The expected output is the first line of the data below and every line after it, up to and including the line containing "the Following record.", each reproduced exactly.

──────── EXTRACTED ENTRIES

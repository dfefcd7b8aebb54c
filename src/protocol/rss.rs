//! RSS/Atom adapter
//!
//! Fetches a feed with a bounded body size, parses it synchronously with
//! `feed-rs`, and converts each entry into the canonical document shape.
//! Feed-level metadata (title, logo, discoverable WebSub hub) goes onto
//! the Following record.

use chrono::Utc;
use feed_rs::model::{Entry, Feed};

use super::document::{Author, Document, ResolvedSource, SourceItems};
use super::{Fetched, RemoteClient, FEED_ACCEPT};
use crate::data::FollowingFormat;
use crate::error::AppError;

/// Fetch and resolve a syndication feed
pub async fn resolve_feed(client: &RemoteClient, url: &str) -> Result<ResolvedSource, AppError> {
    let fetched = client.fetch(url, FEED_ACCEPT).await?;
    resolve_from_fetched(url, &fetched)
}

/// Resolve an already-fetched feed document
pub fn resolve_from_fetched(url: &str, fetched: &Fetched) -> Result<ResolvedSource, AppError> {
    let feed = parse_feed(&fetched.body)?;

    // Hub discovery: feed links first, HTTP Link header as fallback.
    let websub_hub = feed_link(&feed, "hub").or_else(|| fetched.link_hub.clone());
    let topic_url = feed_link(&feed, "self")
        .or_else(|| fetched.link_self.clone())
        .unwrap_or_else(|| url.to_string());

    let format = if websub_hub.is_some() {
        FollowingFormat::WebSub
    } else {
        FollowingFormat::Rss
    };

    Ok(ResolvedSource {
        format,
        label: feed.title.as_ref().map(|t| t.content.clone()),
        profile_url: feed_link(&feed, "alternate").or_else(|| Some(url.to_string())),
        image_url: feed
            .logo
            .as_ref()
            .or(feed.icon.as_ref())
            .map(|image| image.uri.clone()),
        actor_id: None,
        inbox_url: None,
        websub_hub,
        topic_url,
        items: SourceItems::Buffered(entries_to_documents(&feed)),
    })
}

/// Parse raw feed bytes
pub fn parse_feed(body: &[u8]) -> Result<Feed, AppError> {
    feed_rs::parser::parse(body)
        .map_err(|e| AppError::Connection(format!("feed parse failed: {}", e)))
}

/// Convert all feed entries, skipping (and reporting) unconvertible ones
pub fn entries_to_documents(feed: &Feed) -> Vec<Document> {
    let mut documents = Vec::with_capacity(feed.entries.len());

    for entry in &feed.entries {
        match entry_to_document(entry) {
            Ok(document) => documents.push(document),
            Err(error) => {
                tracing::warn!(%error, entry = %entry.id, "Skipping unconvertible feed entry");
            }
        }
    }

    documents
}

/// Convert one feed entry into a canonical document
pub fn entry_to_document(entry: &Entry) -> Result<Document, AppError> {
    let url = entry_url(entry)
        .ok_or_else(|| AppError::Conversion("feed entry has no usable link".to_string()))?;

    let summary = entry
        .summary
        .as_ref()
        .map(|text| ammonia::clean(&text.content));
    let content_html = entry
        .content
        .as_ref()
        .and_then(|content| content.body.as_deref())
        .map(ammonia::clean)
        .or_else(|| summary.clone())
        .unwrap_or_default();

    let author = entry
        .authors
        .first()
        .map(|person| Author {
            name: Some(person.name.clone()),
            profile_url: person.uri.clone(),
            image_url: None,
        })
        .unwrap_or_default();

    Ok(Document {
        url,
        title: entry.title.as_ref().map(|t| t.content.clone()),
        summary,
        content_html,
        image_url: entry_image(entry),
        author,
        published: entry.published.or(entry.updated).unwrap_or_else(Utc::now),
        in_reply_to: None,
    })
}

/// Canonical URL of an entry: the alternate/plain link, else a
/// resolvable id.
fn entry_url(entry: &Entry) -> Option<String> {
    let linked = entry
        .links
        .iter()
        .find(|link| {
            link.rel.is_none() || link.rel.as_deref() == Some("alternate")
        })
        .or_else(|| entry.links.first())
        .map(|link| link.href.clone());

    linked.or_else(|| {
        entry
            .id
            .starts_with("http")
            .then(|| entry.id.clone())
    })
}

fn entry_image(entry: &Entry) -> Option<String> {
    entry.media.iter().find_map(|media| {
        media
            .thumbnails
            .first()
            .map(|thumbnail| thumbnail.image.uri.clone())
            .or_else(|| {
                media
                    .content
                    .iter()
                    .find_map(|content| content.url.as_ref().map(|url| url.to_string()))
            })
    })
}

fn feed_link(feed: &Feed, rel: &str) -> Option<String> {
    feed.links
        .iter()
        .find(|link| link.rel.as_deref() == Some(rel))
        .map(|link| link.href.clone())
}

#[cfg(test)]
mod tests {
    use super::*;

    const RSS_FIXTURE: &str = r#"<?xml version="1.0" encoding="UTF-8"?>
<rss version="2.0" xmlns:atom="http://www.w3.org/2005/Atom">
  <channel>
    <title>Example Journal</title>
    <link>https://journal.example/</link>
    <atom:link rel="self" href="https://journal.example/feed.xml"/>
    <atom:link rel="hub" href="https://hub.example/"/>
    <item>
      <title>Second post</title>
      <link>https://journal.example/posts/2</link>
      <description>Newer &lt;b&gt;entry&lt;/b&gt;</description>
      <pubDate>Tue, 02 Apr 2024 10:00:00 GMT</pubDate>
    </item>
    <item>
      <title>First post</title>
      <link>https://journal.example/posts/1</link>
      <description>Older entry</description>
      <pubDate>Mon, 01 Apr 2024 10:00:00 GMT</pubDate>
    </item>
  </channel>
</rss>"#;

    const ATOM_FIXTURE: &str = r#"<?xml version="1.0" encoding="utf-8"?>
<feed xmlns="http://www.w3.org/2005/Atom">
  <title>Atom Journal</title>
  <link rel="alternate" href="https://atom.example/"/>
  <id>urn:uuid:60a76c80-d399-11d9-b93C-0003939e0af6</id>
  <updated>2024-04-02T10:00:00Z</updated>
  <entry>
    <title>Hello Atom</title>
    <link rel="alternate" href="https://atom.example/hello"/>
    <id>urn:uuid:1225c695-cfb8-4ebb-aaaa-80da344efa6a</id>
    <updated>2024-04-02T10:00:00Z</updated>
    <author><name>Casey</name><uri>https://atom.example/about</uri></author>
    <content type="html">&lt;p&gt;body&lt;/p&gt;&lt;script&gt;x()&lt;/script&gt;</content>
  </entry>
</feed>"#;

    fn fetched(body: &str) -> Fetched {
        Fetched {
            url: "https://journal.example/feed.xml".to_string(),
            content_type: "application/rss+xml".to_string(),
            link_hub: None,
            link_self: None,
            body: body.as_bytes().to_vec(),
        }
    }

    #[test]
    fn resolve_reads_feed_metadata_and_discovers_hub() {
        let source =
            resolve_from_fetched("https://journal.example/feed.xml", &fetched(RSS_FIXTURE))
                .unwrap();

        assert_eq!(source.label.as_deref(), Some("Example Journal"));
        assert_eq!(source.websub_hub.as_deref(), Some("https://hub.example/"));
        assert_eq!(source.topic_url, "https://journal.example/feed.xml");
        assert_eq!(source.format, FollowingFormat::WebSub);
    }

    #[test]
    fn resolve_without_hub_stays_rss() {
        let body = RSS_FIXTURE.replace(r#"<atom:link rel="hub" href="https://hub.example/"/>"#, "");
        let source =
            resolve_from_fetched("https://journal.example/feed.xml", &fetched(&body)).unwrap();

        assert_eq!(source.format, FollowingFormat::Rss);
        assert!(source.websub_hub.is_none());
    }

    #[test]
    fn hub_falls_back_to_http_link_header() {
        let body = RSS_FIXTURE.replace(r#"<atom:link rel="hub" href="https://hub.example/"/>"#, "");
        let mut fetched = fetched(&body);
        fetched.link_hub = Some("https://header-hub.example/".to_string());

        let source =
            resolve_from_fetched("https://journal.example/feed.xml", &fetched).unwrap();
        assert_eq!(
            source.websub_hub.as_deref(),
            Some("https://header-hub.example/")
        );
    }

    #[test]
    fn entries_convert_in_feed_order() {
        let source =
            resolve_from_fetched("https://journal.example/feed.xml", &fetched(RSS_FIXTURE))
                .unwrap();

        let SourceItems::Buffered(documents) = source.items else {
            panic!("feed items are always buffered");
        };

        assert_eq!(documents.len(), 2);
        assert_eq!(documents[0].url, "https://journal.example/posts/2");
        assert_eq!(documents[0].title.as_deref(), Some("Second post"));
        assert_eq!(documents[1].url, "https://journal.example/posts/1");
        assert!(documents[0].published > documents[1].published);
    }

    #[test]
    fn atom_entries_are_sanitized_and_attributed() {
        let feed = parse_feed(ATOM_FIXTURE.as_bytes()).unwrap();
        let documents = entries_to_documents(&feed);

        assert_eq!(documents.len(), 1);
        let document = &documents[0];
        assert_eq!(document.url, "https://atom.example/hello");
        assert!(document.content_html.contains("<p>body</p>"));
        assert!(!document.content_html.contains("script"));
        assert_eq!(document.author.name.as_deref(), Some("Casey"));
        assert_eq!(
            document.author.profile_url.as_deref(),
            Some("https://atom.example/about")
        );
    }

    #[test]
    fn unparsable_body_is_a_connection_error() {
        let error = parse_feed(b"this is not xml").unwrap_err();
        assert!(matches!(error, AppError::Connection(_)));
    }
}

────────────────

→ **SOLUTION TO THE PROBLEM**:
repository dfefcd7b8aebb54c
filename src/protocol/rss.rs
//! RSS/Atom adapter
//!
//! Fetches a feed with a bounded body size, parses it synchronously with
//! `feed-rs`, and converts each entry into the canonical document shape.
//! Feed-level metadata (title, logo, discoverable WebSub hub) goes onto
//! the Following record.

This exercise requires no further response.